04-23-2012 06:50 PM
I'm wondering if the code will be updated to exclude ODM elements that aren't part of define.xml, from the macros that are provided with CST 1.4? I created my first define and was curious why several of the 39 datasets are non-define-related and just ODM-related (formdefs, etc.). I ran my define.xml through OpenCDISC validator and 6 warnings about ODM elements and one about an unknown attribute came out.
|Unknown attribute 'Id'|
|ODM attribute 'AsOfDateTime' should not be included in Define.xml|
|ODM attribute 'Description' should not be included in Define.xml|
|ODM attribute 'Domain' should not be included in Define.xml|
|ODM attribute 'KeySequence' should not be included in Define.xml|
|ODM attribute 'SASDatasetName' should not be included in Define.xml|
|ODM attribute 'SASFieldName' should not be included in Define.xml|
I'm trying really hard to convince my company that we should attempt to use this tool, but not if we'll have to edit the heck out of it.
Probably shouldn't ask during SGF if I want anyone from SAS to answer.
04-24-2012 10:54 AM
Thank you for your comments regarding the SAS Clinical Standards Toolkit in relation to the define.xml.
As you noticed, the 39 SAS datasets that define the SAS representation of the define.xml standard contain more ODM content then is typically found in a define.xml file that gets submitted.
The reason for this is that there are more use cases for the define.xml than just submitting to the FDA. For this reason SAS choose to include all elements and attributes from ODM that are related to metadata.
Whether or not content that is part of the ODM standard, but not specifically mentioned in the define.xml specification has been part of an extensive discussion within the CDISC XML Technologies team, and specifically the define.xml development team.
In the draft specification for define version 2 it has been formulated as follows:
"The XML Case Report Tabulations Data Definitions schema permits vendor extensions, as defined in the ODM 1.3.1 specification, to the elements defined in this specification. Any XML not explicitly specified as part of Define-XML v2.0 will be considered an extension. This includes ODM metadata not explicitly referenced in this specification. Extensions have no meaning implied by the Define-XML standard and the meaning must be agreed by the sender and receiver.
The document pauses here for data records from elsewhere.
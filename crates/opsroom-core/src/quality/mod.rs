//! Quality task scheduling records.
//!
//! A [`QualitySchedule`] describes a recurring inspection or check; each
//! [`QualityTask`] is one dated instance with its own time window. Schedules
//! keep their recurrence fields for display and filtering, but instances are
//! created explicitly rather than expanded from those fields.

mod schedule;
mod task;

pub use schedule::{Frequency, QualitySchedule};
pub use task::{QualityTask, TaskStatus, TaskTransitionError};
use clap::{CommandFactory, Parser, Subcommand};
use clap_complete::Shell;
use tracing_subscriber::EnvFilter;

mod commands;

#[derive(Parser)]
#[command(name = "opsroom", version, about = "opsroom quality task CLI")]
struct Cli {
    /// Increase log verbosity (-v debug, -vv trace)
    #[arg(short, long, action = clap::ArgAction::Count, global = true)]
    verbose: u8,

    #[command(subcommand)]
    command: Commands,
}

#[derive(Subcommand)]
enum Commands {
    /// Quality task instances
    Task {
        #[command(subcommand)]
        action: commands::task::TaskAction,
    },
    /// Recurring quality schedules
    Schedule {
        #[command(subcommand)]
        action: commands::schedule::ScheduleAction,
    },
    /// Reminder phases for open tasks
    Reminder {
        #[command(subcommand)]
        action: commands::reminder::ReminderAction,
    },
    /// Configuration management
    Config {
        #[command(subcommand)]
        action: commands::config::ConfigAction,
    },
    /// Print shell completions
    Completions {
        shell: Shell,
    },
}

fn init_tracing(verbose: u8) {
    let default_level = match verbose {
        0 => "warn",
        1 => "debug",
        _ => "trace",
    };
    let filter = EnvFilter::try_from_default_env().unwrap_or_else(|_| EnvFilter::new(default_level));
    tracing_subscriber::fmt()
        .with_env_filter(filter)
        .with_writer(std::io::stderr)
        .with_target(false)
        .init();
}

fn main() {
    let cli = Cli::parse();
    init_tracing(cli.verbose);

    let result = match cli.command {
        Commands::Task { action } => commands::task::run(action),
        Commands::Schedule { action } => commands::schedule::run(action),
        Commands::Reminder { action } => commands::reminder::run(action),
        Commands::Config { action } => commands::config::run(action),
        Commands::Completions { shell } => {
            clap_complete::generate(shell, &mut Cli::command(), "opsroom", &mut std::io::stdout());
            Ok(())
        }
    };

    if let Err(e) = result {
        eprintln!("error: {e}");
        std::process::exit(1);
    }
}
That is, define.xml files that use extensions are not wrong, but instead the extensions may be ignored unless the sender and receiver have agreed otherwise."
A related problem is that there are currently no formal validation rules for the define.xml (apart from the XML schema). This means that every vendor (OpenCDISC, SAS, ...) must make their own interpretation of the rules, inclusing flagging as ERROR, WARNING, or INFORMATION. It is expected that the CDISC XML Technologies team will define formal validation rules for the define.xml, so that there can be consistency between the different validation engines.
OpenCDISC takes the approach to flag attributes like the ones you saw as "WARNINGS". In my view valid ODM attributes that are not mentioned in the define.xml specification should be flagged as informational, not as "WARNINGS".
Receiving systems should be forgiving, and may ignore valid ODM attributes that are not part of the define.xml specification.
I recommend that you also bring this issue to OpenCDISC's forum.
We will take your comments in consideration when further developing the SAS Clinical Standards Toolkit.
At this moment you can already remove the attributes that you mention by using the following code (also attached):
libname srcdata "..\data";
call missing(Id, AsOfDateTime, Description);
call missing(SASDatasetName, Domain);
This code should run just before running the %crtdds_write macro.
I hope this helps.
We will consider your suggestions.
Software Developer @ SAS
04-24-2012 01:40 PM
Lex, thank you so much! Happy that you had time to reply during SGF. I will be first in line, hopefully, for your workshop at PharmaSUG.
My main goal was to have tried creating a define with the toolkit prior to attending PharmaSUG so that I could ask intelligent questions.